It has the feel of that special brand of game that flew under the radar on the GameCube: purchased on sale and owned seemingly just by you. The game that you told all your friends to play, before it vanished from memory, slowly building a cult following online, and finally taking its place as a title prized among collectors decades later.

There’s a reason for that. Masaaki Yamada, the man who designed and in some cases even directed those games, designed Hi-Fi Rush too. Indeed, a lot of the creative leads involved in Hi-Fi Rush‘s development have been around since that era. With that one piece of information borne foremost in mind, a great deal of what makes Hi-Fi Rush special immediately falls into place.

Beat ‘Em Up

hi-fi rush

Hi-Fi Rush is a third-person rhythm-based arcade brawler about a young man named Chai thrown into a cartoonish, over-the-top battle with a malignant corporation full of anime lunatics. His arm has been replaced with a robotic equivalent, full of magnets he uses to manipulate loose metal into the shape of a guitar. His heart has been replaced with an iPod full of rock music, and it dictates his circadian rhythms. Chai then uses his makeshift guitar to bludgeon his enemies in time to the music blaring in his ears. Music is Hi-Fi Rush‘s literal beating heart. Every attack, parry, and tag-in character move you make must be delivered on the beat. If you’re not terribly good at rhythm games, or you have an old TV with terrible audio-visual latency, don’t stress. Hi-Fi Rush is surprisingly forgiving in this respect. As it is in the songs that make up its soundtrack, the beat is propulsive. It is there to drive you forward.

Also, there’s a boss fight that let me kick the shit out of a big robot man to ‘1,000,000’ by Nine Inch Nails. I genuinely don’t know what else you want. Instant game of the year contender. It’s going on the list.

Combat is spread between the X, Y, and B buttons on your Xbox controller — X for light attacks, Y for heavy, and B for parrying. X attacks can be used on each beat, while Y attacks require a rest between beats. B parries are used in time with onscreen prompts. There’s a dash button on the right bumper, and a long-range grapple on the left bumper. As they come on board, you can tag in teammates to provide support attacks. Peppermint fires bullets from her gun that break energy shields, and Macaron breaks physical shields with powerful punches.

With these tools in hand and the rhythm of each song in your ears, you have everything you need to solve any of the game’s arena-based combat puzzles.

And you’ll be solving a lot of them.
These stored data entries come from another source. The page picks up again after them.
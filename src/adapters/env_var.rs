// SPDX-License-Identifier: MIT OR Apache-2.0

//! Environment variable configuration source adapter.
//!
//! This module provides an adapter that stores prefixed environment variables as
//! items of the default section.

use crate::domain::{ConfigError, ConfigStore, Result};
use crate::ports::ConfigSource;
use std::env;

/// Maximum length for environment variable keys (prevents DoS)
const MAX_ENV_KEY_LEN: usize = 512;

/// Maximum length for environment variable values (prevents DoS)
const MAX_ENV_VALUE_LEN: usize = 1048576; // 1MB

/// Configuration source adapter for environment variables.
///
/// Every variable whose name starts with the prefix becomes an item of the
/// default section, named by whatever follows the prefix. Names are normalized
/// by the store, so `APP_Log.Level` with prefix `APP_` is stored as `log_level`.
/// A variable named exactly like the prefix has no item name and aborts the
/// scan with [`ConfigError::InvalidEnvironment`].
///
/// # Priority
///
/// Environment variables have a priority of 2, which means they override configuration
/// files (priority 1) but are overridden by command-line arguments (priority 3).
///
/// # Examples
///
/// ```rust
/// use varcfg::adapters::EnvVarAdapter;
/// use varcfg::domain::ConfigStore;
/// use varcfg::ports::ConfigSource;
///
/// let adapter = EnvVarAdapter::with_values("APP_", vec![
///     ("APP_PORT".to_string(), "8080".to_string()),
///     ("HOME".to_string(), "/root".to_string()),
/// ]);
///
/// let mut store = ConfigStore::new();
/// adapter.load_into(&mut store).unwrap();
/// assert_eq!(store.get("", "port").as_str(), Some("8080"));
/// assert!(!store.has_item("", "home"));
/// ```
#[derive(Debug, Clone)]
pub struct EnvVarAdapter {
    /// Prefix selecting the variables to ingest
    prefix: String,
    /// Fixed entries used instead of the process environment
    values: Option<Vec<(String, String)>>,
}

impl EnvVarAdapter {
    /// Creates an adapter reading the process environment.
    ///
    /// # Arguments
    ///
    /// * `prefix` - The prefix to filter environment variables (e.g., "APP_")
    pub fn with_prefix(prefix: impl Into<String>) -> Self {
        Self {
            prefix: prefix.into(),
            values: None,
        }
    }

    /// Creates an adapter over fixed `(name, value)` entries instead of the
    /// process environment.
    ///
    /// **Note**: This method is primarily intended for testing.
    pub fn with_values(prefix: impl Into<String>, values: Vec<(String, String)>) -> Self {
        Self {
            prefix: prefix.into(),
            values: Some(values),
        }
    }

    /// Returns the prefix this adapter filters on.
    pub fn prefix(&self) -> &str {
        &self.prefix
    }

    fn entries(&self) -> Vec<(String, String)> {
        if let Some(values) = &self.values {
            return values.clone();
        }

        env::vars_os()
            .filter_map(|(key, value)| match (key.into_string(), value.into_string()) {
                (Ok(key), Ok(value)) => Some((key, value)),
                (key, _) => {
                    tracing::debug!("Skipping non UTF-8 environment variable: {:?}", key);
                    None
                }
            })
            .collect()
    }

    fn ingest(&self, key: &str, value: &str, store: &mut ConfigStore) -> Result<bool> {
        let Some(name) = key.strip_prefix(self.prefix.as_str()) else {
            return Ok(false);
        };

        if key.len() > MAX_ENV_KEY_LEN || value.len() > MAX_ENV_VALUE_LEN {
            tracing::debug!(
                "Skipping oversized environment variable: key_len={}, value_len={} (max key={}, max value={})",
                key.len(),
                value.len(),
                MAX_ENV_KEY_LEN,
                MAX_ENV_VALUE_LEN
            );
            return Ok(false);
        }

        if name.is_empty() {
            return Err(ConfigError::InvalidEnvironment {
                variable: key.to_string(),
            });
        }

        store.set_item("", name, value)?;
        Ok(true)
    }
}

impl ConfigSource for EnvVarAdapter {
    fn name(&self) -> &str {
        "env"
    }

    fn priority(&self) -> u8 {
        2
    }

    fn load_into(&self, store: &mut ConfigStore) -> Result<()> {
        let mut loaded = 0;
        for (key, value) in self.entries() {
            if self.ingest(&key, &value, store)? {
                loaded += 1;
            }
        }

        tracing::debug!(
            "Loaded {} environment variables (prefix={:?})",
            loaded,
            self.prefix
        );
        Ok(())
    }
}
// SPDX-License-Identifier: MIT OR Apache-2.0

//! The INI-style text format: parser, writer and file source.

pub mod file;
pub mod parser;
pub mod writer;

pub use file::{default_config_dir, write_file, IniFileAdapter};
pub use parser::IniParser;
pub use writer::IniWriter;
// SPDX-License-Identifier: MIT OR Apache-2.0

//! INI file configuration source adapter.

use super::{IniParser, IniWriter};
use crate::domain::{ConfigError, ConfigStore, Result};
use crate::ports::{ConfigParser, ConfigSource, ConfigWriter};
use directories::ProjectDirs;
use std::fs::{self, File};
use std::io::{BufWriter, Write};
use std::path::{Path, PathBuf};

/// Maximum allowed file size for INI configuration files (10MB)
const MAX_INI_FILE_SIZE: u64 = 10 * 1024 * 1024;

const SOURCE_NAME: &str = "ini-file";

fn display_name(path: &Path) -> &str {
    path.file_name()
        .and_then(|n| n.to_str())
        .unwrap_or("<unknown>")
}

/// Configuration source adapter for INI files.
///
/// The file is located and validated when the adapter is created and read each
/// time it is loaded into a store. A structural error in the file is returned
/// from [`load_into`](ConfigSource::load_into); items before the error have
/// already been stored.
///
/// # Priority
///
/// INI files have a priority of 1, which means they are overridden by both
/// environment variables (priority 2) and command-line arguments (priority 3).
///
/// # Examples
///
/// ```rust,no_run
/// use varcfg::adapters::ini::IniFileAdapter;
/// use varcfg::domain::ConfigStore;
/// use varcfg::ports::ConfigSource;
///
/// let adapter = IniFileAdapter::from_file("/etc/myapp/config.ini").unwrap();
/// let mut store = ConfigStore::new();
/// adapter.load_into(&mut store).unwrap();
///
/// // Or from the OS configuration directory
/// let adapter = IniFileAdapter::from_default_location("myapp", "com.example").unwrap();
/// ```
#[derive(Debug, Clone)]
pub struct IniFileAdapter {
    /// Path to the INI file
    file_path: PathBuf,
    parser: IniParser,
}

impl IniFileAdapter {
    /// Creates an adapter for an existing file.
    pub fn from_file<P: AsRef<Path>>(path: P) -> Result<Self> {
        let file_path = path.as_ref();

        let canonical_path = file_path
            .canonicalize()
            .map_err(|e| ConfigError::SourceError {
                source_name: SOURCE_NAME.to_string(),
                message: format!(
                    "Invalid or inaccessible path: {}",
                    display_name(file_path)
                ),
                source: Some(Box::new(e)),
            })?;

        let adapter = Self {
            file_path: canonical_path,
            parser: IniParser::new(),
        };
        adapter.check_size()?;
        Ok(adapter)
    }

    /// Creates an adapter for `config.ini` in the OS configuration directory.
    pub fn from_default_location(app_name: &str, qualifier: &str) -> Result<Self> {
        Self::with_filename(app_name, qualifier, "config.ini")
    }

    /// Creates an adapter for a custom file name in the OS configuration directory.
    pub fn with_filename(app_name: &str, qualifier: &str, filename: &str) -> Result<Self> {
        Self::from_file(default_config_dir(app_name, qualifier)?.join(filename))
    }

    /// Returns the path to the configuration file.
    pub fn file_path(&self) -> &Path {
        &self.file_path
    }

    fn check_size(&self) -> Result<()> {
        let metadata = fs::metadata(&self.file_path).map_err(|e| ConfigError::SourceError {
            source_name: SOURCE_NAME.to_string(),
            message: format!(
                "Failed to read file metadata: {}",
                display_name(&self.file_path)
            ),
            source: Some(Box::new(e)),
        })?;

        if metadata.len() > MAX_INI_FILE_SIZE {
            return Err(ConfigError::SourceError {
                source_name: SOURCE_NAME.to_string(),
                message: format!(
                    "Configuration file too large: {} bytes (max {} bytes)",
                    metadata.len(),
                    MAX_INI_FILE_SIZE
                ),
                source: None,
            });
        }
        Ok(())
    }
}

impl ConfigSource for IniFileAdapter {
    fn name(&self) -> &str {
        SOURCE_NAME
    }

    fn priority(&self) -> u8 {
        1
    }

    fn load_into(&self, store: &mut ConfigStore) -> Result<()> {
        self.check_size()?;

        let content = fs::read(&self.file_path).map_err(|e| ConfigError::SourceError {
            source_name: SOURCE_NAME.to_string(),
            message: format!(
                "Failed to read configuration file: {}",
                display_name(&self.file_path)
            ),
            source: Some(Box::new(e)),
        })?;

        tracing::debug!(
            "Loading {} bytes of configuration from {}",
            content.len(),
            self.file_path.display()
        );
        self.parser.parse_bytes(&content, store)
    }
}

/// Resolves the OS configuration directory for an application.
pub fn default_config_dir(app_name: &str, qualifier: &str) -> Result<PathBuf> {
    ProjectDirs::from(qualifier, "", app_name)
        .map(|dirs| dirs.config_dir().to_path_buf())
        .ok_or_else(|| ConfigError::SourceError {
            source_name: SOURCE_NAME.to_string(),
            message: "Failed to determine project directories".to_string(),
            source: None,
        })
}

/// Serializes `store` into the file at `path`, creating or truncating it.
///
/// Nothing is written if the file cannot be opened.
pub fn write_file<P: AsRef<Path>>(store: &ConfigStore, path: P) -> Result<()> {
    let path = path.as_ref();
    let file = File::create(path).map_err(|e| ConfigError::SourceError {
        source_name: SOURCE_NAME.to_string(),
        message: format!("Could not open {} for output", display_name(path)),
        source: Some(Box::new(e)),
    })?;

    let mut out = BufWriter::new(file);
    IniWriter::new().write(store, &mut out)?;
    out.flush()?;
    Ok(())
}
As stated, Hi-Fi Rush follows a linear design that has you moving from platform sections to combat arenas in sequence. The platforming sections are where the game feels most like a product of the year 2004. Big, open areas full of jumping puzzles and moving platforms that require reasonably precise timing to move through.

One annoyance that quickly emerged in these sections was my spoiled 2023 gamer brain insisting that Hi-Fi Rush has a mantle mechanic. I felt like Chai should have the ability to pull himself onto ledges that are above him. Hi-Fi Rush does not have mantling though, and it reminded me what a forgiving little crutch it has become in modern game design. Hi-Fi Rush says no. Get up here with an eight-foot vertical leap or don’t get up here at all, you coward. I respect that.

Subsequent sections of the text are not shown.